“I’m not the sort of person who leaps.” That line of dialogue from a new play I’m working on, from a speech in which the female character explains how extreme life circumstances led her to take risks she normally wouldn’t, has been running through my mind lately, on a loop. “I’m not the sort of person who leaps.”
I’m not, either. These last few years, as I’ve written about my struggles with grief after the death of my family, as I’ve publicly navigated life and career and relationship changes, as I’ve tried to find solid footing on ground that is ever shifting, a lot of people have called me “brave.” I may be a lot of things, but “brave,” is not one of them. The way I look at it, life gave me two choices: play the hand I was dealt, or quit the game. And quitting was never an option, at least not for me.
Just over a week ago, with a carefully worded letter addressed to my landlord neatly folded inside a stamped envelope, I walked three blocks to my local post office. As I approached the building, walking up Alfred Street into the South Carthay neighborhood that I love, a neighborhood populated with statuesque palms and historic Spanish style houses, a neighborhood I jog through at least once a week, my hands started to sweat. Am I crazy? I thought. Am I really going to give up my apartment? My beautiful little sun-filled bungalow with its laundry room and expansive patio overlooking a perfectly landscaped garden? A place with unparalleled charm, at a price that’s unheard of in L.A.’s skyrocketing rental market? And with awesome, incredible neighbors to boot? I can’t believe I’m doing this, I told myself.
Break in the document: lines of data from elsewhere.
//! Directly-addressed (non-bubbling) event delivery.
//!
//! A trigger is resolved by explicit `(key, id)` lookup against the
//! tree-scoped [`EventTriggersContainer`] and invoked synchronously by the
//! caller, independent of tree traversal. A lookup miss is a no-op, not an
//! error: triggers are published at mount time and the addressed component
//! may simply not be mounted yet, or already gone.

use std::any::Any;
use std::cell::RefCell;
use std::rc::{Rc, Weak};

use crate::collections::map::HashMap;
use crate::events::DispatchResult;

/// Stable 32-bit id derived from the trigger method's declared name.
#[derive(Clone, Copy, Debug, PartialEq, Eq, Hash)]
pub struct TriggerId(pub i32);

/// A target capable of receiving directly-invoked trigger events.
pub trait TriggerTarget {
    fn accept_trigger_event(
        &mut self,
        trigger: &EventTrigger,
        event: &mut dyn Any,
        params: &[Box<dyn Any>],
    ) -> DispatchResult {
        let _ = (trigger, event, params);
        DispatchResult::Unhandled
    }
}

/// One publishable trigger: a caller-supplied string key, the method id, and
/// (once mounted) the live target.
#[derive(Clone)]
pub struct EventTrigger {
    key: Rc<str>,
    id: TriggerId,
    target: Option<Weak<RefCell<dyn TriggerTarget>>>,
}

impl EventTrigger {
    pub fn new(key: impl Into<Rc<str>>, id: TriggerId) -> Self {
        Self {
            key: key.into(),
            id,
            target: None,
        }
    }

    #[inline]
    pub fn key(&self) -> &str {
        &self.key
    }

    #[inline]
    pub fn id(&self) -> TriggerId {
        self.id
    }

    pub(crate) fn shared_key(&self) -> Rc<str> {
        Rc::clone(&self.key)
    }

    /// Points the trigger at the instance that will consume it. Called by the
    /// mount path right before the trigger is recorded.
    pub fn set_target(&mut self, target: Weak<RefCell<dyn TriggerTarget>>) {
        self.target = Some(target);
    }

    /// Points the trigger at a concrete `Rc`-held target. The intermediate
    /// binding fixes the weak's unsized type on an already typed value.
    pub fn set_target_from<T: TriggerTarget + 'static>(&mut self, target: &Rc<RefCell<T>>) {
        let target = Rc::downgrade(target);
        let target: Weak<RefCell<dyn TriggerTarget>> = target;
        self.target = Some(target);
    }

    pub fn has_target(&self) -> bool {
        self.target.is_some()
    }

    /// Invokes the trigger against its live target. An unset or dead target
    /// resolves as the no-op sentinel.
    pub fn dispatch_on_trigger(
        &self,
        event: &mut dyn Any,
        params: &[Box<dyn Any>],
    ) -> DispatchResult {
        let live = self.target.as_ref().and_then(Weak::upgrade);
        match live {
            Some(target) => target.borrow_mut().accept_trigger_event(self, event, params),
            None => {
                log::debug!(
                    "trigger {} for key {:?} has no live target",
                    self.id.0,
                    self.key
                );
                DispatchResult::Unhandled
            }
        }
    }
}

/// Tree-wide registry of published triggers, keyed by `(key, id)`.
#[derive(Default)]
pub struct EventTriggersContainer {
    triggers: HashMap<(Rc<str>, i32), EventTrigger>,
}

impl EventTriggersContainer {
    pub fn new() -> Self {
        Self::default()
    }

    /// Publishes a trigger. Re-recording under the same `(key, id)` replaces
    /// the previous entry, which is what a re-mount wants.
    pub fn record_event_trigger(&mut self, trigger: EventTrigger) {
        self.triggers
            .insert((Rc::clone(&trigger.key), trigger.id.0), trigger);
    }

    pub fn get(&self, key: &str, id: TriggerId) -> Option<&EventTrigger> {
        self.triggers.get(&(Rc::from(key), id.0))
    }

    /// Looks up and invokes in one step; an unregistered key is a no-op.
    pub fn invoke(
        &self,
        key: &str,
        id: TriggerId,
        event: &mut dyn Any,
        params: &[Box<dyn Any>],
    ) -> DispatchResult {
        match self.get(key, id) {
            Some(trigger) => trigger.dispatch_on_trigger(event, params),
            None => DispatchResult::Unhandled,
        }
    }

    /// Unpublishes one trigger; called per recorded `(key, id)` when the
    /// owning component unmounts.
    pub fn remove(&mut self, key: &str, id: TriggerId) -> Option<EventTrigger> {
        self.triggers.remove(&(Rc::from(key), id.0))
    }

    /// Drains every published trigger, in no particular order. The mount path
    /// records into a scratch container first so it can learn which keys a
    /// node published, then moves them into the tree-wide registry.
    pub fn drain(&mut self) -> Vec<EventTrigger> {
        self.triggers.drain().map(|(_, trigger)| trigger).collect()
    }

    pub fn len(&self) -> usize {
        self.triggers.len()
    }

    pub fn is_empty(&self) -> bool {
        self.triggers.is_empty()
    }
}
But the truth is, it was time. It was beyond time. As much as I love my apartment, I never expected to stay there for three years. It was always meant to be a stop gap, a place to gather and rebuild and then move on. I will always be grateful for the way that charming little cottage fell into my lap when I needed it the most, for the way that it sheltered me and kept me safe throughout the most difficult phase of my life. But the healing that I needed to do there is done, and now, it’s time to go.
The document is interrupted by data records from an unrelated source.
//! Lifecycle orchestration.
//!
//! [`MountHost`] drives one component through the fixed phase order on behalf
//! of the tree driver:
//!
//! ```text
//! Created -> StateInitialized -> {Measured <-> BoundsDefined}
//!         -> Mounted <-> Bound -> Unbound -> Unmounted -> (Removed | re-measure)
//! ```
//!
//! Render computation (measure/bounds/equivalence) is pure per component and
//! may run across independent subtrees concurrently at the tree level; the
//! mount phases require exclusive sequential access to the platform object
//! and are confined to the UI-owning thread. The `Rc`/`RefCell` types here
//! make that structural rather than advisory.

use std::cell::RefCell;
use std::rc::{Rc, Weak};

use crate::component::{AccessibilityNode, Component, MountType};
use crate::context::{ComponentContext, TreeScope};
use crate::error::{LifecycleError, Result};
use crate::events::{EventDispatcher, EventHandler, HandlerId};
use crate::geometry::{Rect, Size, SizeConstraints};
use crate::pool::MountContent;
use crate::state::GlobalKey;
use crate::tree_props::TreeProps;
use crate::trigger::{EventTriggersContainer, TriggerId, TriggerTarget};

/// Where one component instance stands in its tree lifetime.
#[derive(Clone, Copy, Debug, PartialEq, Eq)]
pub enum LifecyclePhase {
    Created,
    StateInitialized,
    Measured,
    BoundsDefined,
    Mounted,
    Bound,
    Unbound,
    Unmounted,
    Removed,
}

impl LifecyclePhase {
    pub fn name(self) -> &'static str {
        match self {
            LifecyclePhase::Created => "created",
            LifecyclePhase::StateInitialized => "state_initialized",
            LifecyclePhase::Measured => "measured",
            LifecyclePhase::BoundsDefined => "bounds_defined",
            LifecyclePhase::Mounted => "mounted",
            LifecyclePhase::Bound => "bound",
            LifecyclePhase::Unbound => "unbound",
            LifecyclePhase::Unmounted => "unmounted",
            LifecyclePhase::Removed => "removed",
        }
    }
}

type SharedNode = Rc<RefCell<Box<dyn Component>>>;

// The boxed node unsizes to either target trait behind the cell. The
// intermediate binding fixes the unsized type on an already typed value;
// annotating the `downgrade` call itself pins its type parameter to the
// trait object and fails to unify with the argument.

fn trigger_target(node: &SharedNode) -> Weak<RefCell<dyn TriggerTarget>> {
    let strong = Rc::clone(node);
    let strong: Rc<RefCell<dyn TriggerTarget>> = strong;
    Rc::downgrade(&strong)
}

fn dispatch_target(node: &SharedNode) -> Weak<RefCell<dyn EventDispatcher>> {
    let strong = Rc::clone(node);
    let strong: Rc<RefCell<dyn EventDispatcher>> = strong;
    Rc::downgrade(&strong)
}

/// One in-flight render pass. Superseded passes are rejected at commit; their
/// results never reach the mounted content.
pub struct RenderPass {
    generation: u64,
    key: GlobalKey,
    node: SharedNode,
    ctx: ComponentContext,
    equivalent: bool,
    measured: Option<Size>,
    bounds: Option<Rect>,
}

impl RenderPass {
    pub fn generation(&self) -> u64 {
        self.generation
    }

    /// True when the new node is structurally equivalent to the committed
    /// one, so measure/bounds/mount may be skipped.
    pub fn is_equivalent(&self) -> bool {
        self.equivalent
    }

    pub fn measured(&self) -> Option<Size> {
        self.measured
    }

    pub fn bounds(&self) -> Option<Rect> {
        self.bounds
    }
}

struct Committed {
    node: SharedNode,
    key: GlobalKey,
    ctx: ComponentContext,
    phase: LifecyclePhase,
    measured: Option<Size>,
    bounds: Option<Rect>,
    content: Option<MountContent>,
    // The (key, id) pairs this node published at mount. Trigger keys are
    // caller-chosen and may differ from the global key, so unmount must
    // unpublish exactly these.
    trigger_keys: Vec<(Rc<str>, TriggerId)>,
}

/// Drives one component's lifecycle against a shared [`TreeScope`].
pub struct MountHost {
    scope: Rc<TreeScope>,
    committed: Option<Committed>,
}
A few days after I mailed the letter to my landlord, I broke the news to some friends at a Sunday afternoon barbecue: I was giving up my apartment at the end of June, moving in with a friend for the summer, and leaving L.A. at the end of August. I would go back to the Pacific Northwest to spend time with family, and from there, I’d head for New York.
“Do you have a place to live out there?”
“No. Not yet.”
“Do you have a job?”
“No. Not yet.”
I would be lying if I didn’t admit that I feel a little bit terrified at the prospect of making this change, especially with so much that’s still uncertain. I’m not the sort of person who leaps, remember? But I’m also not the sort of person who buries her head in the sand and ignores what’s obvious, either. The truth is, these last couple years I’ve felt stagnant, both creatively, in terms of the work I want to produce, and personally, in terms of big picture life stuff. I feel the sands shifting through the hourglass at an alarmingly accelerating rate, and I know that unless I change, nothing in my life will change. And I’m not talking about the sort of change that was forced upon me by circumstance these last years – the change that caused people to call me “brave” – but instead, proactive, taking the steering wheel of my own life and pressing my foot to the gas pedal, change.
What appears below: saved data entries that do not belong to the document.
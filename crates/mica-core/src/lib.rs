//! Component lifecycle and incremental-update core for Mica.
//!
//! Mica components are immutable-props, possibly-stateful units of UI
//! description. This crate provides the substrate every component type
//! conforms to: equivalence-based skip detection, state containers with a
//! three-mode update queue, event and trigger dispatch by stable numeric id,
//! pooled inter-stage output slots, mount content recycling, and the
//! [`lifecycle::MountHost`] that sequences the phases.
//!
//! The platform toolkit (view mutation, text measurement, theme attributes,
//! accessibility delegation) is consumed only through the narrow traits in
//! [`platform`] and the hooks on [`component::Component`].

pub mod collections;
mod component;
mod context;
mod error;
mod events;
mod geometry;
mod lifecycle;
mod output;
mod platform;
mod pool;
mod state;
mod tree_props;
mod trigger;

pub use component::{
    downcast_component, AccessibilityNode, Component, ComponentId, MountType,
};
pub use context::{ComponentContext, TreeScope};
pub use error::{LifecycleError, Result};
pub use events::{DispatchResult, DispatchTable, EventDispatcher, EventHandler, EventPool, HandlerId};
pub use geometry::{Rect, Size, SizeConstraints};
pub use lifecycle::{LifecyclePhase, MountHost, RenderPass};
pub use output::{OutputPool, OutputSlot};
pub use platform::{AttrId, AttrValue, MeasureBackend, NoTheme, ThemeResolver};
pub use pool::{MountContent, MountContentPool, RecyclePool};
pub use state::{
    GlobalKey, RenderRequest, StateContainer, StateHandler, StateUpdate, StateUpdateQueue,
    StateValue, UpdateMode,
};
pub use tree_props::TreeProps;
pub use trigger::{EventTrigger, EventTriggersContainer, TriggerId, TriggerTarget};

pub mod prelude {
    pub use crate::component::{Component, ComponentId, MountType};
    pub use crate::context::{ComponentContext, TreeScope};
    pub use crate::events::{DispatchResult, EventHandler, HandlerId};
    pub use crate::geometry::{Rect, Size, SizeConstraints};
    pub use crate::lifecycle::MountHost;
    pub use crate::state::{GlobalKey, StateContainer, StateValue};
    pub use crate::trigger::{EventTrigger, TriggerId};
}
Sorting through items in my apartment, deciding what to keep, toss, and give away in preparation for a move, I flipped open a favorite book of quotes, Cheryl Strayed’s Brave Enough, and found this:
“We are all at risk of something. Of ending up exactly where we began, of failing to imagine and find and know and actualize who we could be. We all need to jump from here to there. The only difference among us is the distance of the leap.”
We all need to jump from here to there. Even those of us who aren’t accustomed to leaping.